She reached a rise and surveyed the compound: mud-brick walls, flat rooftops, armed pickups parked like punctuation marks. Sentries moved in patterns. Windows hid threats.
And there he was. Bound to a chair, head bloodied, upright. Keane’s posture said what his voice couldn’t: fear wasn’t an option.
Hadley’s plan formed instantly. Neutralize guards. Disable vehicles. Open a breach. Move fast. Get Keane out.
She keyed the radio briefly, leaving a trace. “Captain Cross conducting direct action on hostile compound. Grid follows. Send support if possible.” Then silence.
The first sentry dropped.
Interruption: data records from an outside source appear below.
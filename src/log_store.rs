//! The durable surface: a file-backed byte stream that mirrors the concatenation of
//! [`RingLog`]'s committed commands, guarded by a single async mutex shared by every
//! writer (client sessions and [`crate::ticker::Ticker`]) and every reader.

use crate::command::Command;
use crate::error::LogResult;
use crate::ring_log::RingLog;
use bytes::Bytes;
use std::path::{Path, PathBuf};
use tokio::fs::{File, OpenOptions};
use tokio::io::{AsyncReadExt, AsyncSeekExt, AsyncWriteExt};
use tokio::sync::Mutex;
use tracing::{debug, warn};

struct Inner {
    ring: RingLog,
    file: File,
}

/// Mutex-guarded, file-backed mirror of a [`RingLog`].
///
/// The store mutex guards both the file and the ring log together: a commit writes the
/// command to the file and appends it to the ring log as one atomic step, so a reader
/// that acquires the lock afterwards sees both updated or neither. This is what makes
/// the file's invariant — "always a concatenation of complete commands, in commit order"
/// — hold even with many concurrent writers.
pub struct LogStore {
    inner: Mutex<Inner>,
    path: PathBuf,
}

impl LogStore {
    /// Creates (or truncates) the backing file at `path` with world read/write
    /// permissions, matching the original `open(..., O_CREAT | O_RDWR, 0666)`, and backs
    /// it with a [`RingLog`] of `capacity` slots.
    pub async fn create(path: impl AsRef<Path>, capacity: usize) -> LogResult<Self> {
        let path = path.as_ref().to_path_buf();

        let file = OpenOptions::new()
            .create(true)
            .read(true)
            .write(true)
            .append(true)
            .truncate(false)
            .open(&path)
            .await?;

        #[cfg(unix)]
        {
            use std::os::unix::fs::PermissionsExt;
            file.set_permissions(std::fs::Permissions::from_mode(0o666))
                .await?;
        }

        debug!(path = %path.display(), capacity, "log store backing file ready");

        Ok(Self {
            inner: Mutex::new(Inner {
                ring: RingLog::new(capacity),
                file,
            }),
            path,
        })
    }

    /// Commits `cmd`: appends its bytes to the backing file, then to the in-memory ring
    /// log, under a single lock acquisition.
    ///
    /// Used both by client sessions (after `Accumulator` signals a completed command)
    /// and by [`crate::ticker::Ticker`] (for synthesized timestamp commands) — the two
    /// share this one path so the file and the ring log never diverge regardless of who
    /// is writing.
    pub async fn commit(&self, cmd: Command) -> LogResult<()> {
        let mut inner = self.inner.lock().await;

        if let Err(err) = inner.file.write_all(cmd.as_bytes()).await {
            warn!(error = %err, "failed to append command to backing file");
            return Err(err.into());
        }

        inner.ring.append(cmd);
        Ok(())
    }

    /// Seeks to the beginning of the backing file and reads its full current contents.
    ///
    /// Held under the same lock as [`LogStore::commit`], so this never observes a
    /// partially-written command and never interleaves with another snapshot read or
    /// commit.
    pub async fn snapshot_read(&self) -> LogResult<Bytes> {
        let mut inner = self.inner.lock().await;

        inner.file.seek(std::io::SeekFrom::Start(0)).await?;
        let mut buf = Vec::with_capacity(inner.ring.total_bytes());
        inner.file.read_to_end(&mut buf).await?;

        Ok(Bytes::from(buf))
    }

    /// Runs `f` with shared access to the underlying [`RingLog`], under the store lock.
    ///
    /// This is how [`crate::server::ConnectionServer`] and
    /// [`crate::positioner::Positioner`] observe ring-log state (command counts, offset
    /// resolution) without racing a concurrent commit.
    pub async fn with_ring<R>(&self, f: impl FnOnce(&RingLog) -> R) -> R {
        let inner = self.inner.lock().await;
        f(&inner.ring)
    }

    /// Path to the backing file, for logging and for the shutdown-time removal in
    /// [`crate::server::ConnectionServer::shutdown`].
    pub fn path(&self) -> &Path {
        &self.path
    }

    /// Removes the backing file. Called once, on clean shutdown.
    pub async fn remove_file(&self) -> LogResult<()> {
        tokio::fs::remove_file(&self.path).await?;
        Ok(())
    }
}
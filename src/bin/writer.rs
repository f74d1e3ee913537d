//! Trivial one-shot utility: write a string to a file, logging failures instead of the
//! original's `syslog` calls.
//!
//! Out of scope for the command log engine; kept as a minor standalone collaborator
//! binary, directly ported from `finder-app/writer.c`.

use clap::Parser;
use std::path::PathBuf;
use tracing::{debug, error};

/// Writes a string into a file, creating or truncating it.
#[derive(Parser, Debug)]
#[command(name = "ringlog-writer", version, about)]
struct Args {
    /// Path to the file to write.
    writefile: PathBuf,
    /// String to write into that file.
    writestr: String,
}

fn main() {
    tracing_subscriber::fmt().init();
    let args = Args::parse();

    debug!(file = %args.writefile.display(), "writing string to file");

    if let Err(err) = std::fs::write(&args.writefile, &args.writestr) {
        error!(file = %args.writefile.display(), error = %err, "failed to write file");
        std::process::exit(1);
    }
}
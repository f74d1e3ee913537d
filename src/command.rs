//! The unit of commit in [`crate::ring_log::RingLog`].

use bytes::Bytes;

/// An owned, newline-terminated byte sequence.
///
/// `Command` is a thin wrapper around [`Bytes`] so that a committed command can be
/// shared cheaply between [`crate::log_store::LogStore`] and
/// [`crate::char_interface::CharInterface`] readers without re-copying its bytes.
#[derive(Debug, Clone, PartialEq, Eq)]
pub struct Command(Bytes);

impl Command {
    /// Wraps `bytes` as a command. The caller is responsible for ensuring it ends in `\n`;
    /// `Accumulator` is the only expected producer and it upholds that invariant.
    pub fn new(bytes: Bytes) -> Self {
        Self(bytes)
    }

    /// Number of bytes in the command, including its terminating newline.
    pub fn len(&self) -> usize {
        self.0.len()
    }

    /// A command is never empty: `Accumulator` only commits on a terminator byte.
    pub fn is_empty(&self) -> bool {
        self.0.is_empty()
    }

    /// Borrows the command's bytes.
    pub fn as_bytes(&self) -> &[u8] {
        &self.0
    }

    /// Returns the underlying shared byte buffer.
    pub fn bytes(&self) -> Bytes {
        self.0.clone()
    }
}

impl From<Bytes> for Command {
    fn from(bytes: Bytes) -> Self {
        Self::new(bytes)
    }
}

impl AsRef<[u8]> for Command {
    fn as_ref(&self) -> &[u8] {
        self.as_bytes()
    }
}
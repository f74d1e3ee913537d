//! Per-writer staging buffer that defers commit until a newline terminator is seen.

use crate::command::Command;
use crate::error::{LogError, LogResult};
use bytes::Bytes;

/// Outcome of feeding a chunk to an [`Accumulator`].
#[derive(Debug, PartialEq, Eq)]
pub enum Feed {
    /// No terminator has been seen yet; the chunk was appended to the pending buffer.
    Incomplete,
    /// A terminator completed a command, which the caller should hand to `RingLog` and
    /// `LogStore`.
    ///
    /// Any bytes in `chunk` *after* the terminator are dropped by this call rather than
    /// carried over as the start of the next command — the original source does not
    /// support multiple commands arriving in a single `read()`, and this rewrite
    /// preserves that limitation rather than silently fixing it.
    Complete(Command),
}

const TERMINATOR: u8 = b'\n';

/// Accumulates bytes fed to it until a terminator completes a command.
///
/// One `Accumulator` belongs to exactly one writer context (one [`crate::session`]
/// connection, or one character-device write handle) for its entire lifetime; instances
/// never share a buffer or a lock.
#[derive(Debug, Default)]
pub struct Accumulator {
    pending: Vec<u8>,
}

impl Accumulator {
    /// Creates an empty accumulator.
    pub fn new() -> Self {
        Self { pending: Vec::new() }
    }

    /// Extends the pending buffer with `chunk` and checks whether it now contains a
    /// complete command.
    ///
    /// Infallible wrapper around [`Accumulator::try_feed`] for the common case where the
    /// caller has no fallible-allocation path of its own to report through; panics only
    /// on the allocator's own abort, which is this crate's default global allocator
    /// behavior on real exhaustion anyway.
    #[allow(clippy::expect_used)] // try_feed only errs on allocation failure, which the default global allocator already turns into an abort before this can run
    pub fn feed(&mut self, chunk: &[u8]) -> Feed {
        self.try_feed(chunk)
            .expect("global allocator aborts on real exhaustion rather than returning Err")
    }

    /// Extends the pending buffer with `chunk`, failing with
    /// [`LogError::OutOfMemory`] — and leaving the accumulator's prior state intact —
    /// if growing the buffer cannot be done without reallocating.
    ///
    /// Only the newly appended region is scanned for the terminator: bytes already
    /// accepted in a prior call never contain one (otherwise they would already have
    /// been committed), so re-scanning the whole buffer on every call would be wasted
    /// work. Mirrors the source's `realloc`-and-append loop, replacing `realloc`'s
    /// "leaves the original block untouched on failure" guarantee with
    /// `Vec::try_reserve`.
    pub fn try_feed(&mut self, chunk: &[u8]) -> LogResult<Feed> {
        self.pending
            .try_reserve(chunk.len())
            .map_err(|_| LogError::OutOfMemory)?;

        let scan_from = self.pending.len();
        self.pending.extend_from_slice(chunk);

        match chunk.iter().position(|&b| b == TERMINATOR) {
            Some(pos_in_chunk) => {
                let command_len = scan_from + pos_in_chunk + 1;
                let command_bytes = Bytes::copy_from_slice(&self.pending[..command_len]);
                self.pending.clear();
                Ok(Feed::Complete(Command::new(command_bytes)))
            }
            None => Ok(Feed::Incomplete),
        }
    }

    /// Number of bytes currently buffered for the in-flight command.
    pub fn pending_len(&self) -> usize {
        self.pending.len()
    }

    /// Whether any bytes are currently buffered for an incomplete command.
    pub fn is_empty(&self) -> bool {
        self.pending.is_empty()
    }
}
//! In-process, seekable byte interface over a [`RingLog`] — the character-device surface.
//!
//! Unlike [`crate::server`], this is synchronous end to end: no `.await` boundary
//! separates a caller from the `RingLog` it addresses, so a plain `std::sync::Mutex`
//! around fast, allocation-free bookkeeping is the right tool (this codebase's own lints
//! warn against holding a `std::sync::Mutex` across `.await`, and nothing here ever does).

use crate::accumulator::{Accumulator, Feed};
use crate::command::Command;
use crate::error::{LogError, LogResult};
use crate::positioner::{self, SeekTo};
use crate::ring_log::RingLog;
use std::sync::atomic::{AtomicBool, Ordering};
use std::sync::{Mutex, MutexGuard};
use std::time::Duration;

/// The only out-of-band request code [`CharHandle::ioctl`] recognizes, matching the
/// character driver's single `_IOW(AESD_IOC_MAGIC, 1, struct aesd_seekto)` command.
pub const SEEKTO_REQUEST_CODE: u32 = 1;

/// Origin for [`CharHandle::seek`], matching `SEEK_SET`/`SEEK_CUR`/`SEEK_END`.
#[derive(Debug, Clone, Copy, PartialEq, Eq)]
pub enum Whence {
    Set,
    Current,
    End,
}

/// Shared backing store for any number of [`CharHandle`]s, analogous to the character
/// device's single global circular buffer shared by every open file descriptor.
pub struct CharInterface {
    ring: Mutex<RingLog>,
}

const LOCK_POLL_INTERVAL: Duration = Duration::from_micros(200);

impl CharInterface {
    /// Creates an interface backed by an empty [`RingLog`] of `capacity` slots.
    pub fn new(capacity: usize) -> Self {
        Self {
            ring: Mutex::new(RingLog::new(capacity)),
        }
    }

    /// Opens a new handle onto this interface, with its own read position and its own
    /// write accumulator — the in-process analogue of `open()` on a character device.
    pub fn open(&self) -> CharHandle<'_> {
        CharHandle {
            interface: self,
            accumulator: Accumulator::new(),
            f_pos: 0,
        }
    }

    /// Acquires the ring log lock, polling in small increments so a caller holding
    /// `cancel` can interrupt a long wait. There is no true interruptible futex behind a
    /// `std::sync::Mutex`, so this is the closest equivalent available without pulling in
    /// a second concurrency primitive for one code path.
    fn lock_interruptibly(&self, cancel: &AtomicBool) -> LogResult<MutexGuard<'_, RingLog>> {
        loop {
            if let Ok(guard) = self.ring.try_lock() {
                return Ok(guard);
            }
            if cancel.load(Ordering::SeqCst) {
                return Err(LogError::Interrupted);
            }
            std::thread::sleep(LOCK_POLL_INTERVAL);
        }
    }
}

/// One open handle onto a [`CharInterface`]: a read position plus a private accumulator,
/// the equivalent of one open file descriptor on the character device.
pub struct CharHandle<'a> {
    interface: &'a CharInterface,
    accumulator: Accumulator,
    f_pos: usize,
}

impl<'a> CharHandle<'a> {
    /// Copies bytes starting at the handle's current `f_pos` into `dst`, stopping when
    /// `dst` is full or the log runs out of data, and advances `f_pos` by the number of
    /// bytes copied. Returns the number of bytes read (`0` at end of data, never an
    /// error).
    pub fn read(&mut self, dst: &mut [u8], cancel: &AtomicBool) -> LogResult<usize> {
        let guard = self.interface.lock_interruptibly(cancel)?;

        let mut copied = 0;
        let mut pos = self.f_pos;
        while copied < dst.len() {
            let Some(resolved) = guard.resolve_offset(pos) else {
                break;
            };
            // `resolve_offset` only ever names a slot that `iterate()` (and so
            // `command_at`) can also see; if that ever stopped holding, treating it as
            // end-of-data is safer than panicking mid-read.
            let Some(cmd) = guard.command_at(resolved.slot) else {
                break;
            };
            let available = &cmd.as_bytes()[resolved.intra_offset..];
            let take = available.len().min(dst.len() - copied);
            dst[copied..copied + take].copy_from_slice(&available[..take]);
            copied += take;
            pos += take;
        }

        self.f_pos = pos;
        Ok(copied)
    }

    /// Feeds `src` into this handle's accumulator, committing any completed command to
    /// the shared ring log.
    pub fn write(&mut self, src: &[u8], cancel: &AtomicBool) -> LogResult<usize> {
        if let Feed::Complete(cmd) = self.accumulator.feed(src) {
            self.commit(cmd, cancel)?;
        }
        Ok(src.len())
    }

    fn commit(&self, cmd: Command, cancel: &AtomicBool) -> LogResult<()> {
        let mut guard = self.interface.lock_interruptibly(cancel)?;
        guard.append(cmd);
        Ok(())
    }

    /// Recomputes `f_pos` from `off` and `whence`. Rejects any resulting negative
    /// position, and rejects `SEEK_END` with `off` greater than the log's total bytes
    /// (the corrected behavior — see module docs on the source's missing bounds check).
    pub fn seek(&mut self, off: i64, whence: Whence, cancel: &AtomicBool) -> LogResult<usize> {
        let new_pos: i64 = match whence {
            Whence::Set => off,
            Whence::Current => self.f_pos as i64 + off,
            Whence::End => {
                let guard = self.interface.lock_interruptibly(cancel)?;
                let total = guard.total_bytes() as i64;
                if off > total {
                    return Err(LogError::InvalidArgument(
                        "SEEK_END offset exceeds total log size",
                    ));
                }
                total - off
            }
        };

        if new_pos < 0 {
            return Err(LogError::InvalidArgument("resulting position is negative"));
        }

        self.f_pos = new_pos as usize;
        Ok(self.f_pos)
    }

    /// Positions this handle to the absolute byte offset of `(write_cmd,
    /// write_cmd_offset)`, delegating the range checks and arithmetic to
    /// [`positioner::resolve`].
    pub fn position_to(&mut self, write_cmd: u32, write_cmd_offset: u32, cancel: &AtomicBool) -> LogResult<usize> {
        let guard = self.interface.lock_interruptibly(cancel)?;
        let pos = positioner::resolve(
            &guard,
            SeekTo {
                write_cmd,
                write_cmd_offset,
            },
        )?;
        drop(guard);
        self.f_pos = pos;
        Ok(pos)
    }

    /// Current read/write position.
    pub fn position(&self) -> usize {
        self.f_pos
    }

    /// Out-of-band ioctl-style dispatch over `request_code`. Only
    /// [`SEEKTO_REQUEST_CODE`] is recognized, in which case this delegates to
    /// [`CharHandle::position_to`]; every other code is rejected with
    /// `LogError::InappropriateOperation`, matching the driver's `default: return
    /// -ENOTTY` branch in its ioctl switch.
    pub fn ioctl(&mut self, request_code: u32, request: SeekTo, cancel: &AtomicBool) -> LogResult<usize> {
        if request_code != SEEKTO_REQUEST_CODE {
            return Err(LogError::InappropriateOperation);
        }
        self.position_to(request.write_cmd, request.write_cmd_offset, cancel)
    }
}

#[cfg(test)]
mod tests {
    use super::*;

    fn never_cancel() -> AtomicBool {
        AtomicBool::new(false)
    }

    #[test]
    fn write_then_read_from_start_returns_the_command() {
        let iface = CharInterface::new(5);
        let cancel = never_cancel();
        let mut handle = iface.open();

        handle.write(b"hello\n", &cancel).expect("write");

        let mut buf = [0u8; 16];
        let n = handle.read(&mut buf, &cancel).expect("read");
        assert_eq!(&buf[..n], b"hello\n");
    }

    #[test]
    fn read_past_end_of_data_returns_zero() {
        let iface = CharInterface::new(5);
        let cancel = never_cancel();
        let mut handle = iface.open();
        handle.write(b"hi\n", &cancel).expect("write");

        let mut buf = [0u8; 16];
        let n1 = handle.read(&mut buf, &cancel).expect("read");
        assert_eq!(n1, 3);
        let n2 = handle.read(&mut buf, &cancel).expect("read");
        assert_eq!(n2, 0);
    }

    #[test]
    fn seek_end_rejects_offset_past_total_bytes() {
        let iface = CharInterface::new(5);
        let cancel = never_cancel();
        let mut handle = iface.open();
        handle.write(b"ab\n", &cancel).expect("write");

        let err = handle.seek(10, Whence::End, &cancel).unwrap_err();
        assert!(matches!(err, LogError::InvalidArgument(_)));
    }

    #[test]
    fn seek_set_then_seek_cur_compose() {
        let iface = CharInterface::new(5);
        let cancel = never_cancel();
        let mut handle = iface.open();
        handle.write(b"abcdef\n", &cancel).expect("write");

        handle.seek(2, Whence::Set, &cancel).expect("seek set");
        handle.seek(3, Whence::Current, &cancel).expect("seek cur");
        assert_eq!(handle.position(), 5);
    }

    #[test]
    fn negative_resulting_position_is_rejected() {
        let iface = CharInterface::new(5);
        let cancel = never_cancel();
        let mut handle = iface.open();
        let err = handle.seek(-1, Whence::Set, &cancel).unwrap_err();
        assert!(matches!(err, LogError::InvalidArgument(_)));
    }

    #[test]
    fn ioctl_rejects_unrecognized_request_codes() {
        let iface = CharInterface::new(5);
        let cancel = never_cancel();
        let mut handle = iface.open();
        handle.write(b"A\n", &cancel).expect("write");

        let err = handle
            .ioctl(
                SEEKTO_REQUEST_CODE + 1,
                SeekTo {
                    write_cmd: 0,
                    write_cmd_offset: 0,
                },
                &cancel,
            )
            .unwrap_err();
        assert!(matches!(err, LogError::InappropriateOperation));
    }

    #[test]
    fn ioctl_dispatches_the_seekto_code_to_position_to() {
        let iface = CharInterface::new(5);
        let cancel = never_cancel();
        let mut handle = iface.open();
        handle.write(b"A\n", &cancel).expect("write");
        handle.write(b"B\n", &cancel).expect("write");

        let pos = handle
            .ioctl(
                SEEKTO_REQUEST_CODE,
                SeekTo {
                    write_cmd: 1,
                    write_cmd_offset: 0,
                },
                &cancel,
            )
            .expect("recognized request code should succeed");
        assert_eq!(pos, 2);
    }

    #[test]
    fn position_to_delegates_to_positioner() {
        let iface = CharInterface::new(5);
        let cancel = never_cancel();
        let mut handle = iface.open();
        handle.write(b"A\n", &cancel).expect("write");
        handle.write(b"B\n", &cancel).expect("write");
        handle.write(b"C\n", &cancel).expect("write");

        let pos = handle.position_to(1, 0, &cancel).expect("position_to");
        assert_eq!(pos, 2);
    }

    #[test]
    fn cancellation_flag_interrupts_a_blocked_lock_wait() {
        use std::sync::Arc;

        let iface = Arc::new(CharInterface::new(5));
        let cancel = Arc::new(AtomicBool::new(false));

        let guard = iface.ring.lock().expect("lock for test setup");

        let waiter_iface = iface.clone();
        let waiter_cancel = cancel.clone();
        let waiter = std::thread::spawn(move || {
            let mut handle = waiter_iface.open();
            // SEEK_END locks the ring, so this blocks for as long as the main thread
            // holds `guard` below, until the cancel flag is observed.
            handle.seek(0, Whence::End, &waiter_cancel)
        });

        std::thread::sleep(Duration::from_millis(20));
        cancel.store(true, Ordering::SeqCst);

        let result = waiter.join().expect("waiter thread should not panic");
        assert!(matches!(result, Err(LogError::Interrupted)));
        drop(guard);
    }
}
//! A fixed-capacity, wrap-around, oldest-wins store of [`Command`]s.
//!
//! This is a direct, generalized port of the circular buffer at the heart of the
//! original character device driver: `out_idx`/`in_idx` walk a fixed-size slot array,
//! `full` disambiguates `in_idx == out_idx` (empty vs. full), and `total_bytes` is kept
//! as a running sum so callers never need to re-sum the slots to answer "how many bytes
//! would a full read return".

use crate::command::Command;

/// Fixed-capacity, wrap-around store of committed commands.
///
/// All mutating and traversal operations are synchronous and allocation-free aside from
/// the `Vec` growth that happens once, at construction. Callers needing concurrent
/// access wrap a `RingLog` in a mutex (the network server and the character-device
/// surface each keep their own instance).
#[derive(Debug)]
pub struct RingLog {
    slots: Vec<Option<Command>>,
    in_idx: usize,
    out_idx: usize,
    full: bool,
    total_bytes: usize,
}

/// The position of a byte within a committed command, as returned by
/// [`RingLog::resolve_offset`].
#[derive(Debug, Clone, Copy, PartialEq, Eq)]
pub struct ResolvedOffset {
    /// Index of the command in oldest→newest order, i.e. the `write_cmd` coordinate
    /// accepted by [`crate::positioner::Positioner`].
    pub slot: usize,
    /// Byte offset within that command.
    pub intra_offset: usize,
}

impl RingLog {
    /// Creates an empty ring log with room for `capacity` commands.
    ///
    /// # Panics
    ///
    /// Panics if `capacity` is 0; `Settings::validate` is expected to have rejected this
    /// before a `RingLog` is constructed.
    pub fn new(capacity: usize) -> Self {
        assert!(capacity > 0, "RingLog capacity must be greater than 0");
        Self {
            slots: (0..capacity).map(|_| None).collect(),
            in_idx: 0,
            out_idx: 0,
            full: false,
            total_bytes: 0,
        }
    }

    /// Number of committed commands currently held.
    pub fn count(&self) -> usize {
        if self.full {
            self.slots.len()
        } else {
            (self.in_idx + self.slots.len() - self.out_idx) % self.slots.len()
        }
    }

    /// Total bytes across all currently-held commands.
    pub fn total_bytes(&self) -> usize {
        self.total_bytes
    }

    /// Capacity this ring log was constructed with.
    pub fn capacity(&self) -> usize {
        self.slots.len()
    }

    /// Appends `cmd`, evicting the oldest command if the log is full.
    pub fn append(&mut self, cmd: Command) {
        let cap = self.slots.len();

        if self.full {
            if let Some(evicted) = self.slots[self.in_idx].take() {
                self.total_bytes -= evicted.len();
            }
        }

        self.total_bytes += cmd.len();
        self.slots[self.in_idx] = Some(cmd);

        self.in_idx = (self.in_idx + 1) % cap;

        if self.full {
            self.out_idx = self.in_idx;
        }

        if self.in_idx == self.out_idx {
            self.full = true;
        }
    }

    /// Walks oldest→newest, returning the slot and intra-command offset containing
    /// `char_offset` in the concatenated byte stream, or `None` if `char_offset` is at or
    /// past [`RingLog::total_bytes`] (or the log is empty).
    pub fn resolve_offset(&self, mut char_offset: usize) -> Option<ResolvedOffset> {
        for (slot, cmd) in self.iterate().enumerate() {
            if char_offset < cmd.len() {
                return Some(ResolvedOffset {
                    slot,
                    intra_offset: char_offset,
                });
            }
            char_offset -= cmd.len();
        }
        None
    }

    /// Returns the command at oldest→newest index `slot`, if it exists.
    pub fn command_at(&self, slot: usize) -> Option<&Command> {
        self.iterate().nth(slot)
    }

    /// Iterates committed commands oldest→newest. Finite, restartable, and read-only.
    pub fn iterate(&self) -> impl Iterator<Item = &Command> + '_ {
        let cap = self.slots.len();
        let count = self.count();
        (0..count).filter_map(move |i| self.slots[(self.out_idx + i) % cap].as_ref())
    }
}
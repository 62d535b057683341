//! `depot remove` (§6).

use clap::Args;
use depot_policy::InstallPolicy;
use depot_resolver::{solve, Queue, QueueOp};

use crate::commands::{ExitCode, TransactionArgs};
use crate::context::Context;
use crate::output;

/// Arguments for `depot remove`.
#[derive(Args, Debug, Clone)]
pub struct RemoveArgs {
    /// Package names to remove.
    #[arg(required = true, value_name = "PACKAGE")]
    pub packages: Vec<String>,

    #[command(flatten)]
    pub transaction: TransactionArgs,
}

/// Runs `depot remove`.
pub fn run(args: &RemoveArgs, ctx: &Context) -> ExitCode {
    let mut queue = Queue::new();
    let mut missing = Vec::new();
    for name in &args.packages {
        let installed: Vec<_> = ctx.cache.get_packages(Some(name)).filter(|p| p.installed()).collect();
        if installed.is_empty() {
            missing.push(name.clone());
            continue;
        }
        for pkg in installed {
            queue.insert(pkg.id(), QueueOp::Remove);
        }
    }

    if !missing.is_empty() {
        output::error(&format!("not installed: {}", missing.join(", ")));
        return ExitCode::UserError;
    }

    let policy = InstallPolicy::new(ctx.locks.clone());
    match solve(&ctx.cache, &queue, &policy, &ctx.priorities()) {
        Ok(changeset) => super::render_plan(ctx, &changeset, &args.transaction),
        Err(err) => {
            output::error(&err.display_with_suggestions());
            ExitCode::UserError
        }
    }
}
//! `depot install` (§6).

use clap::Args;
use depot_core::PackageId;
use depot_policy::InstallPolicy;
use depot_resolver::{solve, Queue, QueueOp};

use crate::commands::{ExitCode, TransactionArgs};
use crate::context::Context;
use crate::output;

/// Arguments for `depot install`.
#[derive(Args, Debug, Clone)]
pub struct InstallArgs {
    /// Package names to install.
    #[arg(required = true, value_name = "PACKAGE")]
    pub packages: Vec<String>,

    #[command(flatten)]
    pub transaction: TransactionArgs,
}

/// Runs `depot install`.
pub fn run(args: &InstallArgs, ctx: &Context) -> ExitCode {
    let mut queue = Queue::new();
    let mut missing = Vec::new();
    for name in &args.packages {
        match resolve_candidate(ctx, name) {
            Some(id) => {
                queue.insert(id, QueueOp::Install);
            }
            None => missing.push(name.clone()),
        }
    }

    if !missing.is_empty() {
        output::error(&format!("no such package: {}", missing.join(", ")));
        return ExitCode::UserError;
    }

    let policy = InstallPolicy::new(ctx.locks.clone());
    match solve(&ctx.cache, &queue, &policy, &ctx.priorities()) {
        Ok(changeset) => super::render_plan(ctx, &changeset, &args.transaction),
        Err(err) => {
            output::error(&err.display_with_suggestions());
            ExitCode::UserError
        }
    }
}

/// Picks the highest-priority candidate for `name`, the installer's default
/// disambiguation when a bare name is given without a version.
fn resolve_candidate(ctx: &Context, name: &str) -> Option<PackageId> {
    ctx.cache.get_packages(Some(name)).max_by_key(|p| p.version().clone()).map(depot_core::Package::id)
}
Then the second. Then the third. Chaos erupted. Fighters scrambled, unprepared.
Hadley slipped through the breach, moving like a blade. Rounds cracked. She fired with precision—two, three, four down. A rooftop fighter shouldered an RPG. Dead before he could fire.
At the main building, two men dragged Keane. They froze. She closed the distance, cut his restraints, yanked off the gag.
“Cross? What—”
“Move,” she snapped.
Courtyard fire raked them. Keane grabbed a rifle, checked the action, ready as ever.
“Extraction plan?” he barked.
“I’ve got a direction,” she shouted back. Grenade thrown. Clustered fighters broken. Compound collapsing.
They moved together, commander and officer in sync. A vehicle. Gate breached. Sun rising. The desert turned gold.
Rotor wash thundered overhead. Blackhawk incoming. Relief in sound and motion.
Keane studied her, jaw clenched. “You know they’ll come for your career.”
“Yes, sir.”
He nodded. “You saved my life.”
Hadley didn’t smile. She didn’t celebrate. She stared out at the desert sliding away. Waiting was surrender. She hadn’t surrendered.
Keane was alive. And sometimes, that was the only outcome that mattered.